• _Exercise goal_
The answer should match the records character for character.

──────

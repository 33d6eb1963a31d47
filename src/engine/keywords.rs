//! Keyword extraction.
//!
//! Reads the recognized profile fields in category order, then appends the
//! date components found in the date fields. Purely functional: the same
//! profile and weights always produce the same sequence.

use super::dates::extract_date_components;
use crate::WeightedWord;
use crate::profile::{CategorySet, FieldCategory, Profile, WeightConfig};

/// Lazily extract weighted keywords from `profile`.
///
/// Items are trimmed and blank items dropped. Categories missing from
/// `categories` contribute nothing.
pub fn extract_keywords<'a>(
    profile: &'a Profile,
    weights: &'a WeightConfig,
    categories: CategorySet,
) -> impl Iterator<Item = WeightedWord> + 'a {
    let fields = FieldCategory::TEXTUAL
        .into_iter()
        .filter(move |category| categories.has(*category))
        .flat_map(|category| category.fields().iter().map(move |field| (category, *field)))
        .filter_map(move |(category, field)| {
            profile.get(field).map(|value| (value.items(), weights.resolve(field, category)))
        })
        .flat_map(|(items, weight)| {
            items.iter().map(|item| item.trim()).filter(|item| !item.is_empty()).map(move |item| WeightedWord::new(item, weight))
        });

    // Date parsing is deferred until the field keywords are drained.
    let dates = std::iter::once(())
        .filter(move |_| categories.has(FieldCategory::Dates))
        .flat_map(move |_| {
            let weight = weights.category(FieldCategory::Dates);
            extract_date_components(profile).into_iter().map(move |component| WeightedWord::new(component, weight))
        });

    fields.chain(dates)
}

#[cfg(test)]
mod tests {
    use super::*;

    fn pairs(profile: &Profile, weights: &WeightConfig, categories: CategorySet) -> Vec<(String, f64)> {
        extract_keywords(profile, weights, categories).map(|w| (w.text, w.weight)).collect()
    }

    #[test]
    fn fields_follow_category_then_field_order() {
        let profile = Profile::new()
            .with("city", "tehran")
            .with("pet_name", "max")
            .with("lastname", "hosseini")
            .with("firstname", "amir");

        let texts: Vec<String> = pairs(&profile, &WeightConfig::new(), CategorySet::all()).into_iter().map(|p| p.0).collect();
        assert_eq!(texts, vec!["amir", "hosseini", "max", "tehran"]);
    }

    #[test]
    fn weights_resolve_per_field_and_category() {
        let profile = Profile::new().with("firstname", "amir").with("lastname", "hosseini").with("city", "tehran");
        let weights = WeightConfig::new().with("firstname", 1.2).unwrap().with("basic", 0.5).unwrap();

        assert_eq!(
            pairs(&profile, &weights, CategorySet::all()),
            vec![("amir".to_string(), 1.2), ("hosseini".to_string(), 0.5), ("tehran".to_string(), 1.0)]
        );
    }

    #[test]
    fn lists_are_flattened_and_blank_items_dropped() {
        let profile = Profile::new().with("friend_names", vec!["  reza ", "", "   ", "sara"]).with("nickname", "   ");
        let texts: Vec<String> = pairs(&profile, &WeightConfig::new(), CategorySet::all()).into_iter().map(|p| p.0).collect();
        assert_eq!(texts, vec!["reza", "sara"]);
    }

    #[test]
    fn date_components_follow_fields_with_the_dates_weight() {
        let profile = Profile::new().with("birthdate", "1999-08-15").with("firstname", "amir");
        let weights = WeightConfig::new().with("dates", 0.9).unwrap();

        assert_eq!(
            pairs(&profile, &weights, CategorySet::all()),
            vec![
                ("amir".to_string(), 1.0),
                ("1999".to_string(), 0.9),
                ("99".to_string(), 0.9),
                ("08".to_string(), 0.9),
                ("15".to_string(), 0.9),
            ]
        );
    }

    #[test]
    fn disabled_categories_are_skipped() {
        let profile = Profile::new().with("firstname", "amir").with("city", "tehran").with("birthdate", "1999-08-15");
        let texts: Vec<String> =
            pairs(&profile, &WeightConfig::new(), CategorySet::LOCATION).into_iter().map(|p| p.0).collect();
        assert_eq!(texts, vec!["tehran"]);
    }

    #[test]
    fn unknown_fields_and_empty_profiles_yield_nothing() {
        let profile = Profile::new().with("hobbies", vec!["gaming"]);
        assert!(pairs(&profile, &WeightConfig::new(), CategorySet::all()).is_empty());
        assert!(pairs(&Profile::new(), &WeightConfig::new(), CategorySet::all()).is_empty());
    }
}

──────

• _Task response_
repository 33d6eb1963a31d47
filename src/engine/keywords.rs
//! Keyword extraction.
//!
//! Reads the recognized profile fields in category order, then appends the
//! date components found in the date fields. Purely functional: the same
//! profile and weights always produce the same sequence.

use super::dates::extract_date_components;
use crate::WeightedWord;
use crate::profile::{CategorySet, FieldCategory, Profile, WeightConfig};

/// Lazily extract weighted keywords from `profile`.
///
/// Items are trimmed and blank items dropped. Categories missing from
/// `categories` contribute nothing.
pub fn extract_keywords<'a>(
    profile: &'a Profile,
    weights: &'a WeightConfig,
    categories: CategorySet,
) -> impl Iterator<Item = WeightedWord> + 'a {
    let fields = FieldCategory::TEXTUAL
        .into_iter()
        .filter(move |category| categories.has(*category))
        .flat_map(|category| category.fields().iter().map(move |field| (category, *field)))
        .filter_map(move |(category, field)| {
            profile.get(field).map(|value| (value.items(), weights.resolve(field, category)))
        })
        .flat_map(|(items, weight)| {
            items.iter().map(|item| item.trim()).filter(|item| !item.is_empty()).map(move |item| WeightedWord::new(item, weight))
        });

    // Date parsing is deferred until the field keywords are drained.
    let dates = std::iter::once(())
        .filter(move |_| categories.has(FieldCategory::Dates))
        .flat_map(move |_| {
            let weight = weights.category(FieldCategory::Dates);
            extract_date_components(profile).into_iter().map(move |component| WeightedWord::new(component, weight))
        });

    fields.chain(dates)
}

#[cfg(test)]
mod tests {
    use super::*;

    fn pairs(profile: &Profile, weights: &WeightConfig, categories: CategorySet) -> Vec<(String, f64)> {
        extract_keywords(profile, weights, categories).map(|w| (w.text, w.weight)).collect()
    }

    #[test]
    fn fields_follow_category_then_field_order() {
        let profile = Profile::new()
            .with("city", "tehran")
            .with("pet_name", "max")
            .with("lastname", "hosseini")
            .with("firstname", "amir");

        let texts: Vec<String> = pairs(&profile, &WeightConfig::new(), CategorySet::all()).into_iter().map(|p| p.0).collect();
        assert_eq!(texts, vec!["amir", "hosseini", "max", "tehran"]);
    }

    #[test]
    fn weights_resolve_per_field_and_category() {
        let profile = Profile::new().with("firstname", "amir").with("lastname", "hosseini").with("city", "tehran");
        let weights = WeightConfig::new().with("firstname", 1.2).unwrap().with("basic", 0.5).unwrap();

        assert_eq!(
            pairs(&profile, &weights, CategorySet::all()),
            vec![("amir".to_string(), 1.2), ("hosseini".to_string(), 0.5), ("tehran".to_string(), 1.0)]
        );
    }

    #[test]
    fn lists_are_flattened_and_blank_items_dropped() {
        let profile = Profile::new().with("friend_names", vec!["  reza ", "", "   ", "sara"]).with("nickname", "   ");
        let texts: Vec<String> = pairs(&profile, &WeightConfig::new(), CategorySet::all()).into_iter().map(|p| p.0).collect();
        assert_eq!(texts, vec!["reza", "sara"]);
    }

    #[test]
    fn date_components_follow_fields_with_the_dates_weight() {
        let profile = Profile::new().with("birthdate", "1999-08-15").with("firstname", "amir");
        let weights = WeightConfig::new().with("dates", 0.9).unwrap();

        assert_eq!(
            pairs(&profile, &weights, CategorySet::all()),
            vec![
                ("amir".to_string(), 1.0),
                ("1999".to_string(), 0.9),
                ("99".to_string(), 0.9),
                ("08".to_string(), 0.9),
                ("15".to_string(), 0.9),
            ]
        );
    }

    #[test]
    fn disabled_categories_are_skipped() {
        let profile = Profile::new().with("firstname", "amir").with("city", "tehran").with("birthdate", "1999-08-15");
        let texts: Vec<String> =
            pairs(&profile, &WeightConfig::new(), CategorySet::LOCATION).into_iter().map(|p| p.0).collect();
        assert_eq!(texts, vec!["tehran"]);
    }

    #[test]
    fn unknown_fields_and_empty_profiles_yield_nothing() {
        let profile = Profile::new().with("hobbies", vec!["gaming"]);
        assert!(pairs(&profile, &WeightConfig::new(), CategorySet::all()).is_empty());
        assert!(pairs(&Profile::new(), &WeightConfig::new(), CategorySet::all()).is_empty());
    }
}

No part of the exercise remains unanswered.